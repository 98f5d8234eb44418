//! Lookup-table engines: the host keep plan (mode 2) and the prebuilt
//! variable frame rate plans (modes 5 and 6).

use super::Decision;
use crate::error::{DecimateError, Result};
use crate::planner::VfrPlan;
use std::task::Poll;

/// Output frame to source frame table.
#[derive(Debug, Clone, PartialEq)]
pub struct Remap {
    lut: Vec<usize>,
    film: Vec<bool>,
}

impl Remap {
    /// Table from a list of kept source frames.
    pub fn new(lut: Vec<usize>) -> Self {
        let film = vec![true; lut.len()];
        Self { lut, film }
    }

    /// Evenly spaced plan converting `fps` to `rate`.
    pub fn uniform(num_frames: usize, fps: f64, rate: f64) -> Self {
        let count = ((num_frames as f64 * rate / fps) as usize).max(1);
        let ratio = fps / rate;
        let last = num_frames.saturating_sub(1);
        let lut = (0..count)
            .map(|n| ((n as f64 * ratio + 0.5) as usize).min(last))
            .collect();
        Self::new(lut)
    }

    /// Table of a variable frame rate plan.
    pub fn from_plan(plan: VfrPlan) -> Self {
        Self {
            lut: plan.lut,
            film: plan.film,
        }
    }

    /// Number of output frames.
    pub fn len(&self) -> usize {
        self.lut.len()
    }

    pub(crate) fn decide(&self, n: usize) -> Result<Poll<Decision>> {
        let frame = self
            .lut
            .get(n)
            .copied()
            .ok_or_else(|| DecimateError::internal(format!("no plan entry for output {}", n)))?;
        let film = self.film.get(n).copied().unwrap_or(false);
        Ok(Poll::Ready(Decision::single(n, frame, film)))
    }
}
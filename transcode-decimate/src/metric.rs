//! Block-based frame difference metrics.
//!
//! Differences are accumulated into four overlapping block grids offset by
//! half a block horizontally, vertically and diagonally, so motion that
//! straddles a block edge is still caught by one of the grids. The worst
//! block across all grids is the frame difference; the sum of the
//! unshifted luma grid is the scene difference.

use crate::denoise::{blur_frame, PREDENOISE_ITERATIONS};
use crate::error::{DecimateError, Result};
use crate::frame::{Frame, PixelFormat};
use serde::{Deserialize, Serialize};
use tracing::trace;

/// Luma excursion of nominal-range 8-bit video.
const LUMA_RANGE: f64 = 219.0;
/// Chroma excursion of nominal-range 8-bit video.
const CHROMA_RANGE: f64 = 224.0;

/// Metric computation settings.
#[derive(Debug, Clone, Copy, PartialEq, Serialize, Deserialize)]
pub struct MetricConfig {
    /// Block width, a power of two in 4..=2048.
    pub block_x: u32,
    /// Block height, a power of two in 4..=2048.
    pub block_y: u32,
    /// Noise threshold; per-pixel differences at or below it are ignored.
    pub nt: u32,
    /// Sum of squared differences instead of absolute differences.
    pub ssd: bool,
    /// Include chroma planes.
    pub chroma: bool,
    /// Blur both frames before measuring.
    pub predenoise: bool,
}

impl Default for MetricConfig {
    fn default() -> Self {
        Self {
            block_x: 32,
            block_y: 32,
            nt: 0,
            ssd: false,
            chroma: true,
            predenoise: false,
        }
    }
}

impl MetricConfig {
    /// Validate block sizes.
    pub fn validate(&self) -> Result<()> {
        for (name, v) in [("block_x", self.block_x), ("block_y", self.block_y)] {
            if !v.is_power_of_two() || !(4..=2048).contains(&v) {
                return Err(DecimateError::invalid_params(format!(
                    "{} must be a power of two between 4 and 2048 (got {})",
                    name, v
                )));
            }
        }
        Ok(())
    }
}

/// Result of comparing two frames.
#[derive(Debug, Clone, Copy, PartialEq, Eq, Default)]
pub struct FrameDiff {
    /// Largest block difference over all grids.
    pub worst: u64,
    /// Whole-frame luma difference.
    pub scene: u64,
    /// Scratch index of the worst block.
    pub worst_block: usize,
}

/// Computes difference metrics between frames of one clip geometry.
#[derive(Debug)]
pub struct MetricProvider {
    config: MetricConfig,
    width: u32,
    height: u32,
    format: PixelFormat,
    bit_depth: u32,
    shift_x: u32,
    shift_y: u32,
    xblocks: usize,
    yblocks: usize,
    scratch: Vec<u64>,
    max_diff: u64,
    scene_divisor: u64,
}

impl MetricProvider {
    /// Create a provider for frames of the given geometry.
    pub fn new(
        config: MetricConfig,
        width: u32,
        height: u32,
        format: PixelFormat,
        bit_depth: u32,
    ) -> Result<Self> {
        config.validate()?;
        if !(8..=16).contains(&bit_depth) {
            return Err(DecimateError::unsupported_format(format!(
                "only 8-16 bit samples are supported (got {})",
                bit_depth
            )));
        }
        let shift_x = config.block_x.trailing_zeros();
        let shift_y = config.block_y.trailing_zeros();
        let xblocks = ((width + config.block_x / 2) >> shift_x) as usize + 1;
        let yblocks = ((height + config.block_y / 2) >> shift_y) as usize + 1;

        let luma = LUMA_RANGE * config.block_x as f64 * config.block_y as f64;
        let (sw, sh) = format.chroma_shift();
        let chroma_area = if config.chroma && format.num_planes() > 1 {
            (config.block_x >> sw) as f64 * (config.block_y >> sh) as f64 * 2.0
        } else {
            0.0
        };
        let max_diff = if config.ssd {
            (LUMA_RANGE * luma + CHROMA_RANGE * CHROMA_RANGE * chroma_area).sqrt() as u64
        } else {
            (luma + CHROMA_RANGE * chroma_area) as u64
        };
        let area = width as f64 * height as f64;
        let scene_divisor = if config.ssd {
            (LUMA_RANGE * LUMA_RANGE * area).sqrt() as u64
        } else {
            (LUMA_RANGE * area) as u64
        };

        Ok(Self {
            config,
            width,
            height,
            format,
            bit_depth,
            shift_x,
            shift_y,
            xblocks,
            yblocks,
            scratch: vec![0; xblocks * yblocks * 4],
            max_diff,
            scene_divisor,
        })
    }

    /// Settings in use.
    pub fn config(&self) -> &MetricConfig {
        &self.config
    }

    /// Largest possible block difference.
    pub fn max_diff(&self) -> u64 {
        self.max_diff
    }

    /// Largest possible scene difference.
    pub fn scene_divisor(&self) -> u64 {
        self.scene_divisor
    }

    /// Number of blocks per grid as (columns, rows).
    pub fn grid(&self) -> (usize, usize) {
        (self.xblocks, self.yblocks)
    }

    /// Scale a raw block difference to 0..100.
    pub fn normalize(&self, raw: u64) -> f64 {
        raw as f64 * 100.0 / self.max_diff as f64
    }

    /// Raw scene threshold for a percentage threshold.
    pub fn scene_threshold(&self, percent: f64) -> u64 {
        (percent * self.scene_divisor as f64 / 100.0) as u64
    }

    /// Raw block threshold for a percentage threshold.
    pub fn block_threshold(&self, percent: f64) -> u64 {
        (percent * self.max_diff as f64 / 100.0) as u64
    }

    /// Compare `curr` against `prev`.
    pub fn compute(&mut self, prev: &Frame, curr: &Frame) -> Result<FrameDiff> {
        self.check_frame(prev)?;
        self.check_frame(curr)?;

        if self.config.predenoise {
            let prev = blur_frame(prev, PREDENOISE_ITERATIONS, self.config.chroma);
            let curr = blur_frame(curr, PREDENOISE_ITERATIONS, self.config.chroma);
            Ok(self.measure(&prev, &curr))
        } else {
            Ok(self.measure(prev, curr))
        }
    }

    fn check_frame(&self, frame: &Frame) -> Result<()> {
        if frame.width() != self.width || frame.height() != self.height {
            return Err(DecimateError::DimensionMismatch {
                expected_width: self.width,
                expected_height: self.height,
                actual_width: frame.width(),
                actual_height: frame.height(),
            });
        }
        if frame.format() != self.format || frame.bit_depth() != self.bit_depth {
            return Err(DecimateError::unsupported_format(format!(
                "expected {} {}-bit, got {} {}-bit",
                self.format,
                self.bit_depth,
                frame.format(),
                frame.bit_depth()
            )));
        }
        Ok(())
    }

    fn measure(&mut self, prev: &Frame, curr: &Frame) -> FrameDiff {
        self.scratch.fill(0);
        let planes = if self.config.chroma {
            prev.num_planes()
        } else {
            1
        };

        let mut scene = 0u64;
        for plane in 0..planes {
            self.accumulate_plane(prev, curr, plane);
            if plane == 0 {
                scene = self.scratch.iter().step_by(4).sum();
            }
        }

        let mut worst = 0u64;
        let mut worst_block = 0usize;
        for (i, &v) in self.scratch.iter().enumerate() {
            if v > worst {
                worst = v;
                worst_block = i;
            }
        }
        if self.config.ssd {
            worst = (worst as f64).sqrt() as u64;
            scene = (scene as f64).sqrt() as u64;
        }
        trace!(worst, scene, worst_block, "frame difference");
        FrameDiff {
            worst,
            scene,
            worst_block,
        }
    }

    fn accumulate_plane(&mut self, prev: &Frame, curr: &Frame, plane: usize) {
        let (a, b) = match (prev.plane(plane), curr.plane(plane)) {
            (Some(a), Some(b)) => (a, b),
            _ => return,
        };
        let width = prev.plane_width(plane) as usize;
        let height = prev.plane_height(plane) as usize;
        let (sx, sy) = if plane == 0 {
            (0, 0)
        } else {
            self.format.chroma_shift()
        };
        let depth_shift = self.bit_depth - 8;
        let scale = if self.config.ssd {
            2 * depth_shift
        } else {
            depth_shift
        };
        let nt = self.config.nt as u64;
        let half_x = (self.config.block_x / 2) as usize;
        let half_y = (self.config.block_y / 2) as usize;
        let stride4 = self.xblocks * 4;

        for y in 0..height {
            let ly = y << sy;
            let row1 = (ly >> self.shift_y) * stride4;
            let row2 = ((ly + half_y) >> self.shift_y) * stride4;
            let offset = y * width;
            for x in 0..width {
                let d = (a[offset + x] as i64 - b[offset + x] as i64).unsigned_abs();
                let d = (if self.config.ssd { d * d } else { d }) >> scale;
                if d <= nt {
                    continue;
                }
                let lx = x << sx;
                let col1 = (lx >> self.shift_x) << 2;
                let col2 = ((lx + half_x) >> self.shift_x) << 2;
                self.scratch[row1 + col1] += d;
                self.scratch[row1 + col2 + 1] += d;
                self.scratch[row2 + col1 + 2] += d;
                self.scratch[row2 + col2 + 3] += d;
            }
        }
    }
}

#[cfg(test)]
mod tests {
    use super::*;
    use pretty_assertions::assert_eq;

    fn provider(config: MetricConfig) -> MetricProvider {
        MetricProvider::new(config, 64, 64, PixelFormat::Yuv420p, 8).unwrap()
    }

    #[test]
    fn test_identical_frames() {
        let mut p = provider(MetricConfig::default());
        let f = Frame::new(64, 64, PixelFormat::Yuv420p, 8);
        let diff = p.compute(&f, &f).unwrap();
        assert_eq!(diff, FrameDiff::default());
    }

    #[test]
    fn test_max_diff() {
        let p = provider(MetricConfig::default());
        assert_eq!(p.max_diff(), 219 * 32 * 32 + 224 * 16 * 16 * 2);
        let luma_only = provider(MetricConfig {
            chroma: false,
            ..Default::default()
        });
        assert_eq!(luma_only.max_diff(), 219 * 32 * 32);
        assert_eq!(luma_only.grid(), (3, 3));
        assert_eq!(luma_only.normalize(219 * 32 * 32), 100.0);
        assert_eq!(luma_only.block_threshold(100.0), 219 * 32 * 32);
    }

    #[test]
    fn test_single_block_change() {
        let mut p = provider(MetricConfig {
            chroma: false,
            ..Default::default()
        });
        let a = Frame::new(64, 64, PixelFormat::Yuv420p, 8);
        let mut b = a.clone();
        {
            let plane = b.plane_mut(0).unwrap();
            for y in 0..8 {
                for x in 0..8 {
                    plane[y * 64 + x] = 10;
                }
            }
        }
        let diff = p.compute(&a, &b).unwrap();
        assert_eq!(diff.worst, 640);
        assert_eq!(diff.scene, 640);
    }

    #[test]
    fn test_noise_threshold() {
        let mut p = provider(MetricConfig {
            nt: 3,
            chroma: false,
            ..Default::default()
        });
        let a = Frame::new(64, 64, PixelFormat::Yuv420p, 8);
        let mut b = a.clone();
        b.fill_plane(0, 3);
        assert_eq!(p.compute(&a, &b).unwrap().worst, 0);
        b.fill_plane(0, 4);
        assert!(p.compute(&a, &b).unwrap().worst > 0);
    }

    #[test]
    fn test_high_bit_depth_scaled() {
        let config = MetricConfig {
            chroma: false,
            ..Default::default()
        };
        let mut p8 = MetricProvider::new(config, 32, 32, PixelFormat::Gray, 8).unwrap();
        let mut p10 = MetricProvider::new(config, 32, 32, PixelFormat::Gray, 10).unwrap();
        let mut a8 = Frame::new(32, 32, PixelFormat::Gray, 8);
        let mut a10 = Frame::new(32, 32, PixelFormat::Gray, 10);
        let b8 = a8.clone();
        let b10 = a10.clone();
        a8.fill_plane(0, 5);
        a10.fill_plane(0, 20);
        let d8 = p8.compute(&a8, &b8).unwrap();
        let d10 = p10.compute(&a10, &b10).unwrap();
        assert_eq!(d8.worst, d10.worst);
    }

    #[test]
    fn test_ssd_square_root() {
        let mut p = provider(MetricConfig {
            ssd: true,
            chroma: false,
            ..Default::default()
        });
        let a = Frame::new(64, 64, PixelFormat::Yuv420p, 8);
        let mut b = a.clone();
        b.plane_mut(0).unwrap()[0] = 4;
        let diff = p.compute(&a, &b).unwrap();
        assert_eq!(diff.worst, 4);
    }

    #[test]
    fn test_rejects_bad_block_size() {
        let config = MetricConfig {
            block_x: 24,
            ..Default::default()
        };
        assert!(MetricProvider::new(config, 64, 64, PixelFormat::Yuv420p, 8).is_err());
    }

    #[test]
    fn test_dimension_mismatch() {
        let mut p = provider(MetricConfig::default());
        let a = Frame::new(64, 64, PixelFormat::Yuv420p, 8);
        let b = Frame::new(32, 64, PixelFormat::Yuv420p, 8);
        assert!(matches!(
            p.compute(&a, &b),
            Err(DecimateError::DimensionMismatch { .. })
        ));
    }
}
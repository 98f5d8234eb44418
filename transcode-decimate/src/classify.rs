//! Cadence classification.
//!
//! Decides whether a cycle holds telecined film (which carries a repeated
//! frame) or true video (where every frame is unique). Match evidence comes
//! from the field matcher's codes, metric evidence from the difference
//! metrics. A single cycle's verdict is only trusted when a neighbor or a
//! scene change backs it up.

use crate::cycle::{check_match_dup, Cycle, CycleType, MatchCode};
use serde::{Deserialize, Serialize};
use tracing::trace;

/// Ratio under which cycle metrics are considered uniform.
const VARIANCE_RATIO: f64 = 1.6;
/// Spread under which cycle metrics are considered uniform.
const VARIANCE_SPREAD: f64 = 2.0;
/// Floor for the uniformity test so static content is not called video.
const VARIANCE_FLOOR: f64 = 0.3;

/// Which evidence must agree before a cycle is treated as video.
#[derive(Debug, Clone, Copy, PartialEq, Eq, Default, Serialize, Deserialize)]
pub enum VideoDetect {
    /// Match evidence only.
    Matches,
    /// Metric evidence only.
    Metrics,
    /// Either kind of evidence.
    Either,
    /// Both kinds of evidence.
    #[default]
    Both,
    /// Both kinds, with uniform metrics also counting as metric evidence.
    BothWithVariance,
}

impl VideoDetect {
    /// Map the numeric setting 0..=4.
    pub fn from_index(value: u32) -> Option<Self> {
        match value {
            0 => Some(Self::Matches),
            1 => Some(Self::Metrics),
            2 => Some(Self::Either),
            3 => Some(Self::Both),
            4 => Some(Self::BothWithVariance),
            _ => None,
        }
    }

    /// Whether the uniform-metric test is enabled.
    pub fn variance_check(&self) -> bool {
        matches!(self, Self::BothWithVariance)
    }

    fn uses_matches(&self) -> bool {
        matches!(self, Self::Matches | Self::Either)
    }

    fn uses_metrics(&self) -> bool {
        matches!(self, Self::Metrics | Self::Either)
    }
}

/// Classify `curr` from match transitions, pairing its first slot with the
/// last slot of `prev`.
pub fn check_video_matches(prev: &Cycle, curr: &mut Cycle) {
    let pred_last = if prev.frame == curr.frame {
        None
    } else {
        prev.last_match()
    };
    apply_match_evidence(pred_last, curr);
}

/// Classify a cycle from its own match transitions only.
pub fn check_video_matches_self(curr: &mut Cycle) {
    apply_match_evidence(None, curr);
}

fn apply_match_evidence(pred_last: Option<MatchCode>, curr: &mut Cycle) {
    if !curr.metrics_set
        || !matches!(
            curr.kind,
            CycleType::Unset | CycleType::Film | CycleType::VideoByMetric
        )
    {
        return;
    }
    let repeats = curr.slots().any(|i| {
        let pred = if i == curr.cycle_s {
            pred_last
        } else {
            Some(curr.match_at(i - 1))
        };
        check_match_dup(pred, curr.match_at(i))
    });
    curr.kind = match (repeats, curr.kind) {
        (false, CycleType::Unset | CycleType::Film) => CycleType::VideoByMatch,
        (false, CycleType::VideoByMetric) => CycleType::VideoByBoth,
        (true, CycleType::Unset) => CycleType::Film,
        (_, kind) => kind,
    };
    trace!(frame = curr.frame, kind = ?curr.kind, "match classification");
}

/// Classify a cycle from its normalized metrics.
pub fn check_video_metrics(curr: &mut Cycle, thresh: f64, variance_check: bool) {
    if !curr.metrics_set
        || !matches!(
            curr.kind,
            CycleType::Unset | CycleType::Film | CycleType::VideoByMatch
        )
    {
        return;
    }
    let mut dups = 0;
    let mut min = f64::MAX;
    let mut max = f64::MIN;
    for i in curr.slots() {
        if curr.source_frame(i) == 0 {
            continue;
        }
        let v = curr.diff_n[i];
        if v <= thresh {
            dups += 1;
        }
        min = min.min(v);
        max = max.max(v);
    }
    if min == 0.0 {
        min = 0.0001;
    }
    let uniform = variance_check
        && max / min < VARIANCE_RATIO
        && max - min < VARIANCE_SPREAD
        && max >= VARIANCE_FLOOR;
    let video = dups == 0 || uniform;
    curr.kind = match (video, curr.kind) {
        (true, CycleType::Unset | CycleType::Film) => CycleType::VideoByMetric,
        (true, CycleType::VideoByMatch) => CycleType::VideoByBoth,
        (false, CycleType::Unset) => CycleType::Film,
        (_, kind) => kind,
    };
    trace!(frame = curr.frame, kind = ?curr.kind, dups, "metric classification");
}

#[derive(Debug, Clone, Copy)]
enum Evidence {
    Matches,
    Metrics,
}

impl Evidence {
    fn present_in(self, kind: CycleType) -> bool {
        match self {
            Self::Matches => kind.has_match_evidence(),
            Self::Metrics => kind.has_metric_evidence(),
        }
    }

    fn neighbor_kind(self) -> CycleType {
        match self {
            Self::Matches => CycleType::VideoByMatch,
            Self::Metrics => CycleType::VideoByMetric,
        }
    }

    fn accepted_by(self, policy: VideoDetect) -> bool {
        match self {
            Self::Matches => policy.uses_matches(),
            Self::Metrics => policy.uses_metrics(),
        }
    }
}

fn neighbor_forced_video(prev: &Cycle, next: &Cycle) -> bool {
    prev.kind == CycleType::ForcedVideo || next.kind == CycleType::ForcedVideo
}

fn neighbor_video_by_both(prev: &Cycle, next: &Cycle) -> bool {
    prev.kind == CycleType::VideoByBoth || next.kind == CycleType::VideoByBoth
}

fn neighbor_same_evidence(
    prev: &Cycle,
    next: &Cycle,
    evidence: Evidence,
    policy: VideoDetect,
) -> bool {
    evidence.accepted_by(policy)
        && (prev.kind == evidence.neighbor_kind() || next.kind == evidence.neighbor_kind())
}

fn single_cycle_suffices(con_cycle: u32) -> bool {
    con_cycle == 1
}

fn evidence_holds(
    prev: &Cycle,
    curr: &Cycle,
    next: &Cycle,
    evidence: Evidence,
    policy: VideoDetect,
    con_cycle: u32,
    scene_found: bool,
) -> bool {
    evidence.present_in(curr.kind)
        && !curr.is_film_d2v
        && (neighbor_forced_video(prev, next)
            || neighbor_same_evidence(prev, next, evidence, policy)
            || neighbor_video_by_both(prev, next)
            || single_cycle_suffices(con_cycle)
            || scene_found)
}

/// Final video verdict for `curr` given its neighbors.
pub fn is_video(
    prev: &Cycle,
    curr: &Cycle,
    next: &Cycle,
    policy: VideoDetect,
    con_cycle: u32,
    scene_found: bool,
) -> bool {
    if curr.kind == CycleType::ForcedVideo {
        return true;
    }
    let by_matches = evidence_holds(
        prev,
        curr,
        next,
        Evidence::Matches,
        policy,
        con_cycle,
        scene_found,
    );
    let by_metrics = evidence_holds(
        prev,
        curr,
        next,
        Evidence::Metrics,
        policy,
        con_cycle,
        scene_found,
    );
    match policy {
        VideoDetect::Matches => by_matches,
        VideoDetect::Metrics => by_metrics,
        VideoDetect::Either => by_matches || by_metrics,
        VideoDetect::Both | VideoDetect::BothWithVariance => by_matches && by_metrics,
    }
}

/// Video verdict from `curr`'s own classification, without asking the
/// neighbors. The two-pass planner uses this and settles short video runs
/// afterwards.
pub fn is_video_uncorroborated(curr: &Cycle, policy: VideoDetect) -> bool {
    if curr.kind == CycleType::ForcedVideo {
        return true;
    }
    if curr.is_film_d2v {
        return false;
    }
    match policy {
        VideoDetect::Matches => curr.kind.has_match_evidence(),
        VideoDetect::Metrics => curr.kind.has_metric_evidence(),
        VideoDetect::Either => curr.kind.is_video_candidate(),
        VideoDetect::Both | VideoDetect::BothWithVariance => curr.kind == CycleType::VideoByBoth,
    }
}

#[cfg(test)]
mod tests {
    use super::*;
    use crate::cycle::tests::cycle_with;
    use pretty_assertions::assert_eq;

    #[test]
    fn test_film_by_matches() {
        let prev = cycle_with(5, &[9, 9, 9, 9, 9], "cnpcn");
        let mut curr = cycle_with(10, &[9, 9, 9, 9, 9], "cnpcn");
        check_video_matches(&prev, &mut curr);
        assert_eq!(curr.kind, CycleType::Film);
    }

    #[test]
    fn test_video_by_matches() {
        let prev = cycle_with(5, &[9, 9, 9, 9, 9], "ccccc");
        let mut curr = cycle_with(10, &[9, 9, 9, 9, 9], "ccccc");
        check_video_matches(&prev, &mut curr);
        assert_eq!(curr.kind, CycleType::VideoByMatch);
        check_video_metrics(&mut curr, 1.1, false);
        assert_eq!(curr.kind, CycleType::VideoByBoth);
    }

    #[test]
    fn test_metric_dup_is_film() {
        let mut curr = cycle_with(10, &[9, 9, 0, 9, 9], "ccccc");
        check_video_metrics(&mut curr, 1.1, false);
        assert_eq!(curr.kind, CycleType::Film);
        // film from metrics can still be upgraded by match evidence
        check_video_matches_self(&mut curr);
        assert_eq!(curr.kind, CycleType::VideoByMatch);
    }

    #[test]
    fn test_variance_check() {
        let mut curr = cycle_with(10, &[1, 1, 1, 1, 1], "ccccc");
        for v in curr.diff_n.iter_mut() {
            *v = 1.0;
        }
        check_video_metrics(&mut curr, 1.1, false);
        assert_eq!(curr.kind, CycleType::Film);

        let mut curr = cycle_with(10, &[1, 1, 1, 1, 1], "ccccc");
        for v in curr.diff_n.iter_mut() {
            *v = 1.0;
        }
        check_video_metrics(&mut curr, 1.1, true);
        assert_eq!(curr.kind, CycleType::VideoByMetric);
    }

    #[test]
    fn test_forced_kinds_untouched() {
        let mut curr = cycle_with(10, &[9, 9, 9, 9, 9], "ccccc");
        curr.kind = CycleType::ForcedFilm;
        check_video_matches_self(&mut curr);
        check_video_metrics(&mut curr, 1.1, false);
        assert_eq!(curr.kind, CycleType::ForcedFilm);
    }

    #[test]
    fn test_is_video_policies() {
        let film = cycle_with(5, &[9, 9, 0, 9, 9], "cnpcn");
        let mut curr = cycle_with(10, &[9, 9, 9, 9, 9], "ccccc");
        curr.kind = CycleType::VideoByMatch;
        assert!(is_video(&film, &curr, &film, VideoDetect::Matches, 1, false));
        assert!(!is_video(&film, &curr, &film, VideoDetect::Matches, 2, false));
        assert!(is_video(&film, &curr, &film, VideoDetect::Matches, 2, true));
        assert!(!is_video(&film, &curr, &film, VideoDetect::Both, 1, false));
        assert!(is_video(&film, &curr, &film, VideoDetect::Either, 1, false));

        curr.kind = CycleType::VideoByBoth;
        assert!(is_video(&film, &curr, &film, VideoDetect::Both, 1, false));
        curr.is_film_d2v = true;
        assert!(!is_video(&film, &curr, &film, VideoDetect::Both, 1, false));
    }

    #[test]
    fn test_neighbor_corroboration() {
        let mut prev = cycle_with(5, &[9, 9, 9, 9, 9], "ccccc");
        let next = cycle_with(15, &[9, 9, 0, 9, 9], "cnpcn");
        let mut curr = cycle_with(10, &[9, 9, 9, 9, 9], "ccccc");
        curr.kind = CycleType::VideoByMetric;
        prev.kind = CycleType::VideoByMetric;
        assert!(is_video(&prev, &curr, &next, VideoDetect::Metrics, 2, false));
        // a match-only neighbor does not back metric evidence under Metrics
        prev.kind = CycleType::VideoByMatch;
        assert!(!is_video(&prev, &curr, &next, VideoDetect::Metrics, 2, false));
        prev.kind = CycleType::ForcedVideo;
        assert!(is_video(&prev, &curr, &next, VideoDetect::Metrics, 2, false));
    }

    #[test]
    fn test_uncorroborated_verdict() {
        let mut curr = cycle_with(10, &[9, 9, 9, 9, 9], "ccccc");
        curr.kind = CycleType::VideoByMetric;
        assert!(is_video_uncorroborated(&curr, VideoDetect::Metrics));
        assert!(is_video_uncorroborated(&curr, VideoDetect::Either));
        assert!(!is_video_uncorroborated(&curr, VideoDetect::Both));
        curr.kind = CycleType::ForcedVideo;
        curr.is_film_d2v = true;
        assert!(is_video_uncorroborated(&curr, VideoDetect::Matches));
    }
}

:::::

Assignment ▸ Wherever the string "trace" shows up in the material, copy the line that holds it.

Exercise output ▸
use tracing::trace;
        trace!(worst, scene, worst_block, "frame difference");
use tracing::trace;
    trace!(frame = curr.frame, kind = ?curr.kind, "match classification");
    trace!(frame = curr.frame, kind = ?curr.kind, dups, "metric classification");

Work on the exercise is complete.